From a party where friends share hard liquor and play beer pong, to a young man’s decision to get into a car with three of his friends, to a collision with another car that sends several students to the hospital, to an emotional interview with a father whose son has died, and eventually a judge’s decision to send the driver to jail for 30 years, the Stagg Online’s video offers a moving narrative of how lives can unravel after a single bad choice to drink and drive.

Leiva and editor-in-chief Phillicity Uriarte-Jones worked with student videographers, Stockton police, fire department personnel and the California Highway Patrol, shooting video at a local emergency room, riding in police cars and dealing with a downed server during an all-night session to create this video in time for a school assembly.

According to a CHP procedural manual, the program’s name “was derived from the fact that in the early 1990’s, every fifteen minutes someone in the United States died in an alcohol-related traffic collision.” However, stricter laws and programs such as Mothers Against Drunk Drivers, Students Against Destructive Decisions and Friday Night Live have lessened the toll. The CHP estimates that the death rate is now one every thirty minutes, “a figure which continues to be unacceptable.”

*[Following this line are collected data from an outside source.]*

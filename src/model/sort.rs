//! Sort engine
//!
//! Single-field sorts toggle direction on repeat; multi-field sorts are only
//! used for initial ordering. All sorts are stable.

use super::record::{Field, FieldValue, Record};
use serde::{Deserialize, Serialize};
use std::cmp::Ordering;

#[derive(Debug, Clone, Copy, PartialEq, Eq, Default)]
pub enum SortDirection {
    #[default]
    Ascending,
    Descending,
}

impl SortDirection {
    pub fn toggle(self) -> Self {
        match self {
            SortDirection::Ascending => SortDirection::Descending,
            SortDirection::Descending => SortDirection::Ascending,
        }
    }

    pub fn indicator(&self) -> &'static str {
        match self {
            SortDirection::Ascending => "▲",
            SortDirection::Descending => "▼",
        }
    }

    fn apply(self, ordering: Ordering) -> Ordering {
        match self {
            SortDirection::Ascending => ordering,
            SortDirection::Descending => ordering.reverse(),
        }
    }
}

/// Active single-field sort of a table
#[derive(Debug, Clone, Copy, PartialEq, Eq)]
pub struct SortState {
    pub field: Field,
    pub direction: SortDirection,
}

impl SortState {
    /// State after the user asks to sort by `field`
    pub fn next(current: Option<SortState>, field: Field) -> SortState {
        match current {
            Some(state) if state.field == field => SortState {
                field,
                direction: state.direction.toggle(),
            },
            _ => SortState {
                field,
                direction: SortDirection::Ascending,
            },
        }
    }
}

/// Ordering applied when a table is constructed
#[derive(Debug, Clone, PartialEq, Eq, Default, Serialize, Deserialize)]
#[serde(rename_all = "lowercase")]
pub enum InitialSort {
    /// Name when sortable, otherwise the first sortable field
    #[default]
    Auto,
    Field(Field),
    Multiple(Vec<Field>),
    /// Keep the stored order
    #[serde(rename = "none", alias = "unsorted")]
    Unsorted,
}

/// Case-insensitive text comparison. Exact ties are broken so that lowercase
/// sorts before uppercase.
pub fn compare_text(a: &str, b: &str) -> Ordering {
    a.chars()
        .flat_map(char::to_lowercase)
        .cmp(b.chars().flat_map(char::to_lowercase))
        .then_with(|| b.cmp(a))
}

/// Compare two records on one field, ascending
pub fn compare_by(field: Field, a: &Record, b: &Record) -> Ordering {
    match (field.value(a), field.value(b)) {
        (FieldValue::Number(x), FieldValue::Number(y)) => x.cmp(&y),
        (FieldValue::Text(x), FieldValue::Text(y)) => compare_text(x, y),
        // a field always yields the same variant
        _ => Ordering::Equal,
    }
}

pub fn sort_records(records: &mut [Record], state: SortState) {
    records.sort_by(|a, b| state.direction.apply(compare_by(state.field, a, b)));
}

/// Ascending by each field in turn; the first non-equal comparison wins
pub fn sort_records_multiple(records: &mut [Record], fields: &[Field]) {
    records.sort_by(|a, b| {
        fields
            .iter()
            .map(|field| compare_by(*field, a, b))
            .find(|ordering| ordering.is_ne())
            .unwrap_or(Ordering::Equal)
    });
}

#[cfg(test)]
mod tests {
    use super::*;

    fn names(records: &[Record]) -> Vec<&str> {
        records.iter().map(|r| r.name.as_str()).collect()
    }

    fn animals() -> Vec<Record> {
        vec![
            Record::new(1, "tiger", 220, "Asia", ""),
            Record::new(2, "Lion", 190, "Africa", ""),
            Record::new(3, "Leopard", 150, "Asia", ""),
            Record::new(4, "Cheetah", 150, "Africa", ""),
        ]
    }

    #[test]
    fn test_initial_sort_config_names() {
        let none: InitialSort = serde_json::from_str(r#""none""#).unwrap();
        assert_eq!(none, InitialSort::Unsorted);
        let legacy: InitialSort = serde_json::from_str(r#""unsorted""#).unwrap();
        assert_eq!(legacy, InitialSort::Unsorted);
        assert_eq!(serde_json::to_string(&InitialSort::Unsorted).unwrap(), r#""none""#);

        let multiple: InitialSort =
            serde_json::from_str(r#"{"multiple": ["location", "name"]}"#).unwrap();
        assert_eq!(multiple, InitialSort::Multiple(vec![Field::Location, Field::Name]));
    }

    #[test]
    fn test_next_state_toggles_and_resets() {
        let first = SortState::next(None, Field::Size);
        assert_eq!(first.direction, SortDirection::Ascending);

        let second = SortState::next(Some(first), Field::Size);
        assert_eq!(second.direction, SortDirection::Descending);

        let third = SortState::next(Some(second), Field::Size);
        assert_eq!(third.direction, SortDirection::Ascending);

        let other = SortState::next(Some(second), Field::Name);
        assert_eq!(other.field, Field::Name);
        assert_eq!(other.direction, SortDirection::Ascending);
    }

    #[test]
    fn test_text_sort_ignores_case() {
        let mut records = animals();
        sort_records(
            &mut records,
            SortState {
                field: Field::Name,
                direction: SortDirection::Ascending,
            },
        );
        assert_eq!(names(&records), vec!["Cheetah", "Leopard", "Lion", "tiger"]);
    }

    #[test]
    fn test_compare_text_tie_break() {
        assert_eq!(compare_text("lion", "Lion"), Ordering::Less);
        assert_eq!(compare_text("Lion", "Lion"), Ordering::Equal);
        assert_eq!(compare_text("Lion", "lynx"), Ordering::Less);
    }

    #[test]
    fn test_numeric_sort_is_stable_both_ways() {
        let mut records = animals();
        sort_records(
            &mut records,
            SortState {
                field: Field::Size,
                direction: SortDirection::Ascending,
            },
        );
        assert_eq!(names(&records), vec!["Leopard", "Cheetah", "Lion", "tiger"]);

        let mut records = animals();
        sort_records(
            &mut records,
            SortState {
                field: Field::Size,
                direction: SortDirection::Descending,
            },
        );
        assert_eq!(names(&records), vec!["tiger", "Lion", "Leopard", "Cheetah"]);
    }

    #[test]
    fn test_multiple_sort_respects_precedence() {
        let mut records = animals();
        sort_records_multiple(&mut records, &[Field::Location, Field::Size, Field::Name]);
        assert_eq!(names(&records), vec!["Cheetah", "Lion", "Leopard", "tiger"]);

        // records differing on the first field never swap because of later ones
        let mut records = animals();
        sort_records_multiple(&mut records, &[Field::Size, Field::Name]);
        assert_eq!(names(&records), vec!["Cheetah", "Leopard", "Lion", "tiger"]);
    }

    #[test]
    fn test_initial_sort_serde() {
        let auto: InitialSort = serde_json::from_str(r#""auto""#).unwrap();
        assert_eq!(auto, InitialSort::Auto);

        let field: InitialSort = serde_json::from_str(r#"{"field":"size"}"#).unwrap();
        assert_eq!(field, InitialSort::Field(Field::Size));

        let multiple: InitialSort =
            serde_json::from_str(r#"{"multiple":["location","name"]}"#).unwrap();
        assert_eq!(multiple, InitialSort::Multiple(vec![Field::Location, Field::Name]));
    }
}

Leiva of Stagg High School said that the message he wanted to convey was simple: “Don’t become a statistic. Be responsible. Save a life.”

Even though the “15 minutes” was a demonstration, “the tears and heart breaks were not something one could act, improvise, or recreate,” Leiva observed.

“Every 15 minutes a family is robbed of life. Futures never given the chance to blossom,” he added. “We have the power to prevent that from happening.”